• Task instructions
Word for word, transcribe the data below from the line with "OpinionNoBase::degree_of_conflict(self, other)" to the line with "for opinion in", keeping both of those lines.

*** Opening of Records supplied ***

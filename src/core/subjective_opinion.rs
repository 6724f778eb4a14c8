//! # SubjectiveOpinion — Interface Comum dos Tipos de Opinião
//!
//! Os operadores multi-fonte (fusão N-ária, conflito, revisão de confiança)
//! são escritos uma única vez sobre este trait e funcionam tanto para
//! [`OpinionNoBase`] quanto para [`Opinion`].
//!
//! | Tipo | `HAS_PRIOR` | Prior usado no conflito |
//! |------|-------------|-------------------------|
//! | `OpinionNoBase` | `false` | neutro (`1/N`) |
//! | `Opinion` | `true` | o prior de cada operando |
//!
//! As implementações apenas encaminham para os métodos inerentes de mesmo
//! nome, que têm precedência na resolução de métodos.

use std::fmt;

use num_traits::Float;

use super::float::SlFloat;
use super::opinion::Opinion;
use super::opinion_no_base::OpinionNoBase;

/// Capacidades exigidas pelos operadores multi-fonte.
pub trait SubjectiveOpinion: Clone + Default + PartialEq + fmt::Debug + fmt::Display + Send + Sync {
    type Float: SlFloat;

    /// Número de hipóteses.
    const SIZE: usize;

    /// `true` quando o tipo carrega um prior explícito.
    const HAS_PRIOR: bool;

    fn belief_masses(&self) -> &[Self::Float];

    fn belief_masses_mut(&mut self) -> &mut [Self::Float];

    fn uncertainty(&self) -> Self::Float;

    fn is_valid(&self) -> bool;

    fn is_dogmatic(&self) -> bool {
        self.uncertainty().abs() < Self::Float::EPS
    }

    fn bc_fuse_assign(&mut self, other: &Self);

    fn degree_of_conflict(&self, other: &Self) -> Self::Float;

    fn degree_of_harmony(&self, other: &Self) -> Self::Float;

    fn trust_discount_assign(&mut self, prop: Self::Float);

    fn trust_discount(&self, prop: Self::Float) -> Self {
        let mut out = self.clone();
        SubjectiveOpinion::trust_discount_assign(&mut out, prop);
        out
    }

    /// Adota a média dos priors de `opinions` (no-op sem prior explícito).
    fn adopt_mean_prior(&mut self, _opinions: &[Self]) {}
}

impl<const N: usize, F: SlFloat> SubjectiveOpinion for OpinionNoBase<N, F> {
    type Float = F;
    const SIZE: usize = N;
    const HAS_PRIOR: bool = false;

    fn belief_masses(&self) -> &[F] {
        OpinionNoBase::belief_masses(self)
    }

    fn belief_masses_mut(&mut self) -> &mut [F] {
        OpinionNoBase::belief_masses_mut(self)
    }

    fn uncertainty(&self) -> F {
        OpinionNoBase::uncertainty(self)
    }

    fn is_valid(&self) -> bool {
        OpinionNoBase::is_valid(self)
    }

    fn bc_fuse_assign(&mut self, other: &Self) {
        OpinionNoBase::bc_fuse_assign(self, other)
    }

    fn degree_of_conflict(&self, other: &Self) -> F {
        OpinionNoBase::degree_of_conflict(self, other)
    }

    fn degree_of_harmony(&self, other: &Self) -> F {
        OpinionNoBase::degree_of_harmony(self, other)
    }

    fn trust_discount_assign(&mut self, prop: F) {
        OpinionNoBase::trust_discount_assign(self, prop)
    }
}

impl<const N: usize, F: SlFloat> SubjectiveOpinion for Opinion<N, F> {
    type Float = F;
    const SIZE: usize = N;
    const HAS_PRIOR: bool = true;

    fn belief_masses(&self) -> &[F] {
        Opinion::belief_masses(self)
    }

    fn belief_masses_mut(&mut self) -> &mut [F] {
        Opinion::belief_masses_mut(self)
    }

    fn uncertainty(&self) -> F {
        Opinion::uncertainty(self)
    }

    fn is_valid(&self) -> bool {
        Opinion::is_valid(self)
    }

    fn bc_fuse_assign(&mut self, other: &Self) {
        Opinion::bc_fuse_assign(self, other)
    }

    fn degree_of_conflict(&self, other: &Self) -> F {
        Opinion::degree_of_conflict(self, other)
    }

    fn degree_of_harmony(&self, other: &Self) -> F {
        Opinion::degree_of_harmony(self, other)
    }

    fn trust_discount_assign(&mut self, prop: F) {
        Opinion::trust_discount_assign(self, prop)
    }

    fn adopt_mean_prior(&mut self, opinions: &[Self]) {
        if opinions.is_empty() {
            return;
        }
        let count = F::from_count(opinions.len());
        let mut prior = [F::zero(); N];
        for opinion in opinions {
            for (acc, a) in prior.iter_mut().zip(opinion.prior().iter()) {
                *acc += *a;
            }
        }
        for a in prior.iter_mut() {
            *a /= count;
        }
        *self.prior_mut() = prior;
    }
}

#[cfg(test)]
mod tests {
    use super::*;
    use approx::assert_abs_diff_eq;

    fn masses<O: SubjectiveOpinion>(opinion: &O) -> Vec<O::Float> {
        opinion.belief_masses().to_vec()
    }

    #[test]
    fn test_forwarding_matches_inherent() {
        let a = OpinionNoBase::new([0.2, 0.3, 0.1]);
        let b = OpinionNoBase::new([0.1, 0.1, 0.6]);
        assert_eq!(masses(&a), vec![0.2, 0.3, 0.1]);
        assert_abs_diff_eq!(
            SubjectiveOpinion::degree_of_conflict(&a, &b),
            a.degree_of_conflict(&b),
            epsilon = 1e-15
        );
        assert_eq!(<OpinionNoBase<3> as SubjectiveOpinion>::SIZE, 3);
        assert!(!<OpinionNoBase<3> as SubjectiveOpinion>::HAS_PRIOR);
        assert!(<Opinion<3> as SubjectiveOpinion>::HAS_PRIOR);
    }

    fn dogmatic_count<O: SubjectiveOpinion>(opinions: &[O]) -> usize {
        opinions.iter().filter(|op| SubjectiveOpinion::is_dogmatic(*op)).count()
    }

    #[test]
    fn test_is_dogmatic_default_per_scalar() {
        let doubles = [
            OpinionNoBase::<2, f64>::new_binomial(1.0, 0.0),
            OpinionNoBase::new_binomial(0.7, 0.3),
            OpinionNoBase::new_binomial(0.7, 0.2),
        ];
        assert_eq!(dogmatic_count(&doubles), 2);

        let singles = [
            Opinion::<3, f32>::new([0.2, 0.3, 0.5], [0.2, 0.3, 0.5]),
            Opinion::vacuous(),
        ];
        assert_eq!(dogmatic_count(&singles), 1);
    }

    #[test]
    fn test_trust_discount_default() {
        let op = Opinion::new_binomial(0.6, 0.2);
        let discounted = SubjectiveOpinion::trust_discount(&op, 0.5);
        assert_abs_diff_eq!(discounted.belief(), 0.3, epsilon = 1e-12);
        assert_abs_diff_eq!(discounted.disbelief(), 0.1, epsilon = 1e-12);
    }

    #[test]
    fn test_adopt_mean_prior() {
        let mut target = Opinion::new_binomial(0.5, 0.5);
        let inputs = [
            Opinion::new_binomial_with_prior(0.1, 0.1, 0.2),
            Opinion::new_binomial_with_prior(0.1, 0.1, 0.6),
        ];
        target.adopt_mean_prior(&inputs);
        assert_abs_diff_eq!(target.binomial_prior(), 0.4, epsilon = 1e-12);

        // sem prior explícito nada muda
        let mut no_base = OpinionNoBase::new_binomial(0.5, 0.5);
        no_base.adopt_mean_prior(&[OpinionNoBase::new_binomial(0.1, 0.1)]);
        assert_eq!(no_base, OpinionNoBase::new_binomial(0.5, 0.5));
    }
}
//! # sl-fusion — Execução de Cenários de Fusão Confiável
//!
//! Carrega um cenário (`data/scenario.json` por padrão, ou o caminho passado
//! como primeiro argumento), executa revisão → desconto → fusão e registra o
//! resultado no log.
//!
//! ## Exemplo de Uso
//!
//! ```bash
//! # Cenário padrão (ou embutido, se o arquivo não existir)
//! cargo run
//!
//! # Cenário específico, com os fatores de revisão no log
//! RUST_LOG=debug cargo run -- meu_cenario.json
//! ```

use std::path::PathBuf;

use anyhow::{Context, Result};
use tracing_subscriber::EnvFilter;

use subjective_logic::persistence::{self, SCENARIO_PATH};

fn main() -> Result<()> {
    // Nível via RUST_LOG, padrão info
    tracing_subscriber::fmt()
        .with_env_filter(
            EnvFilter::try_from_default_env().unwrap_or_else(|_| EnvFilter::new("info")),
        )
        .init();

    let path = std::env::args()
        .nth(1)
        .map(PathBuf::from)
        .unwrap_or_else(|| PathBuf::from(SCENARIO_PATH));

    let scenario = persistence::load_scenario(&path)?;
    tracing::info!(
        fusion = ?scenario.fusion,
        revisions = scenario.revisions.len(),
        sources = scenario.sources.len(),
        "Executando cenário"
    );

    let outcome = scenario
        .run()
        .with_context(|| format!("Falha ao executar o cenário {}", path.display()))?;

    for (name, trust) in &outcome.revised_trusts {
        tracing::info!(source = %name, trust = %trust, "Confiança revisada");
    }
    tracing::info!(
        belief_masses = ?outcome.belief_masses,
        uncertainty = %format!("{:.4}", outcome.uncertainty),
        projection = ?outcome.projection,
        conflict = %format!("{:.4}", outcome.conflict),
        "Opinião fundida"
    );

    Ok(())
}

*** Close of Records supplied ***

• Response to the exercise
        OpinionNoBase::degree_of_conflict(self, other)
    }

    fn degree_of_harmony(&self, other: &Self) -> F {
        OpinionNoBase::degree_of_harmony(self, other)
    }

    fn trust_discount_assign(&mut self, prop: F) {
        OpinionNoBase::trust_discount_assign(self, prop)
    }
}

impl<const N: usize, F: SlFloat> SubjectiveOpinion for Opinion<N, F> {
    type Float = F;
    const SIZE: usize = N;
    const HAS_PRIOR: bool = true;

    fn belief_masses(&self) -> &[F] {
        Opinion::belief_masses(self)
    }

    fn belief_masses_mut(&mut self) -> &mut [F] {
        Opinion::belief_masses_mut(self)
    }

    fn uncertainty(&self) -> F {
        Opinion::uncertainty(self)
    }

    fn is_valid(&self) -> bool {
        Opinion::is_valid(self)
    }

    fn bc_fuse_assign(&mut self, other: &Self) {
        Opinion::bc_fuse_assign(self, other)
    }

    fn degree_of_conflict(&self, other: &Self) -> F {
        Opinion::degree_of_conflict(self, other)
    }

    fn degree_of_harmony(&self, other: &Self) -> F {
        Opinion::degree_of_harmony(self, other)
    }

    fn trust_discount_assign(&mut self, prop: F) {
        Opinion::trust_discount_assign(self, prop)
    }

    fn adopt_mean_prior(&mut self, opinions: &[Self]) {
        if opinions.is_empty() {
            return;
        }
        let count = F::from_count(opinions.len());
        let mut prior = [F::zero(); N];
        for opinion in opinions {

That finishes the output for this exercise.